Goal of the exercise
When a line in the listing below contains the word "registry", return a copy of that line.

Entries provided: Begin

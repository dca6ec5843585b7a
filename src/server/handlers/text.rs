//! Fonts and text: the core wraps front-end metrics into replies and
//! forwards drawing.

use super::{done, globalize, reply, HandlerResult};
use crate::protocol::errors::XError;
use crate::protocol::replies::{CharInfo, FontInfo, Reply};
use crate::protocol::requests::{Request, TextItem};
use crate::protocol::types::*;
use crate::resources::font::FontRecord;
use crate::resources::registry::Resource;
use crate::server::state::ServerState;

pub fn handle(state: &mut ServerState, client: ClientId, request: Request) -> HandlerResult {
    match request {
        Request::OpenFont { fid, name } => {
            if fid == NONE || fid > RESOURCE_ID_MASK {
                return Err(XError::id_choice(fid));
            }
            let fid = globalize(state, client, fid);
            state
                .registry
                .insert(client, fid, Resource::Font(FontRecord { id: fid, name: name.clone() }))?;
            state.frontend.open_font(fid, &name);
            done()
        }
        Request::CloseFont { font } => {
            let font = globalize(state, client, font);
            state.registry.font(font)?;
            state.registry.remove(font);
            state.frontend.close_font(font);
            done()
        }
        Request::QueryFont { font } => {
            let font = resolve_fontable(state, client, font)?;
            let (info, char_infos) = state
                .frontend
                .query_font(font)
                .unwrap_or_else(|| (fallback_font_info(), Vec::new()));
            reply(Reply::QueryFont { info, char_infos })
        }
        Request::QueryTextExtents { font, text } => {
            let font = resolve_fontable(state, client, font)?;
            let extents = state.frontend.measure_text(font, &text).unwrap_or_default();
            reply(Reply::QueryTextExtents {
                draw_direction: 0,
                font_ascent: extents.font_ascent,
                font_descent: extents.font_descent,
                overall_ascent: extents.overall_ascent,
                overall_descent: extents.overall_descent,
                overall_width: extents.overall_width,
                overall_left: extents.overall_left,
                overall_right: extents.overall_right,
            })
        }
        Request::ListFonts { max_names, pattern } => {
            let names = state.frontend.list_fonts(&pattern, max_names as usize);
            reply(Reply::ListFonts { names })
        }
        Request::ListFontsWithInfo { max_names, pattern } => {
            // One reply per font, closed by the zero-length terminator.
            let names = state.frontend.list_fonts(&pattern, max_names as usize);
            let mut replies = Vec::with_capacity(names.len() + 1);
            let total = names.len() as u32;
            for (index, name) in names.iter().enumerate() {
                replies.push(Reply::ListFontsWithInfo {
                    name: name.clone(),
                    info: fallback_font_info(),
                    replies_hint: total - index as u32,
                });
            }
            replies.push(Reply::ListFontsWithInfo {
                name: String::new(),
                info: FontInfo::default(),
                replies_hint: 0,
            });
            Ok(replies)
        }
        Request::SetFontPath { paths } => {
            state.font_path = paths;
            done()
        }
        Request::GetFontPath => reply(Reply::GetFontPath { paths: state.font_path.clone() }),
        Request::PolyText8 { drawable, gc, x, y, items } => {
            let (drawable, record) = narrow(state, client, drawable, gc, &items)?;
            state.frontend.poly_text8(drawable, &record, x, y, &items);
            done()
        }
        Request::PolyText16 { drawable, gc, x, y, items } => {
            let (drawable, record) = narrow(state, client, drawable, gc, &items)?;
            state.frontend.poly_text16(drawable, &record, x, y, &items);
            done()
        }
        Request::ImageText8 { drawable, gc, x, y, text } => {
            let (drawable, record) = narrow(state, client, drawable, gc, &[])?;
            state.frontend.image_text8(drawable, &record, x, y, &text);
            done()
        }
        Request::ImageText16 { drawable, gc, x, y, text } => {
            let (drawable, record) = narrow(state, client, drawable, gc, &[])?;
            state.frontend.image_text16(drawable, &record, x, y, &text);
            done()
        }
        other => unreachable!("non-text request routed here: {other:?}"),
    }
}

/// QueryFont and QueryTextExtents accept a font or a GC with a font.
fn resolve_fontable(state: &ServerState, client: ClientId, id: XId) -> Result<FontId, XError> {
    let id = globalize(state, client, id);
    if state.registry.font(id).is_ok() {
        return Ok(id);
    }
    if let Ok(gc) = state.registry.gcontext(id) {
        if gc.font != NONE {
            return Ok(gc.font);
        }
    }
    Err(XError::font(id))
}

fn narrow(
    state: &ServerState,
    client: ClientId,
    drawable: DrawableId,
    gc: GContextId,
    items: &[TextItem],
) -> Result<(DrawableId, crate::resources::gcontext::GContext), XError> {
    let drawable = globalize(state, client, drawable);
    let gc = globalize(state, client, gc);
    state.registry.drawable(drawable)?;
    let record = state.registry.gcontext(gc)?.clone();
    // Validate font shifts before the front-end sees them.
    for item in items {
        if let TextItem::FontShift(font) = item {
            state.registry.font(globalize(state, client, *font))?;
        }
    }
    Ok((drawable, record))
}

/// Fixed-cell metrics served when the front-end opts out of font
/// queries; matches a 6x13 terminal font.
fn fallback_font_info() -> FontInfo {
    let bounds = CharInfo {
        left_side_bearing: 0,
        right_side_bearing: 6,
        character_width: 6,
        ascent: 11,
        descent: 2,
        attributes: 0,
    };
    FontInfo {
        min_bounds: bounds,
        max_bounds: bounds,
        min_char_or_byte2: 32,
        max_char_or_byte2: 126,
        default_char: 32,
        draw_direction: 0,
        min_byte1: 0,
        max_byte1: 0,
        all_chars_exist: true,
        font_ascent: 11,
        font_descent: 2,
        properties: Vec::new(),
    }
}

Entries provided: End

Response to this task
use crate::resources::registry::Resource;
                .registry
            state.registry.font(font)?;
            state.registry.remove(font);
    if state.registry.font(id).is_ok() {
    if let Ok(gc) = state.registry.gcontext(id) {
    state.registry.drawable(drawable)?;
    let record = state.registry.gcontext(gc)?.clone();
            state.registry.font(globalize(state, client, *font))?;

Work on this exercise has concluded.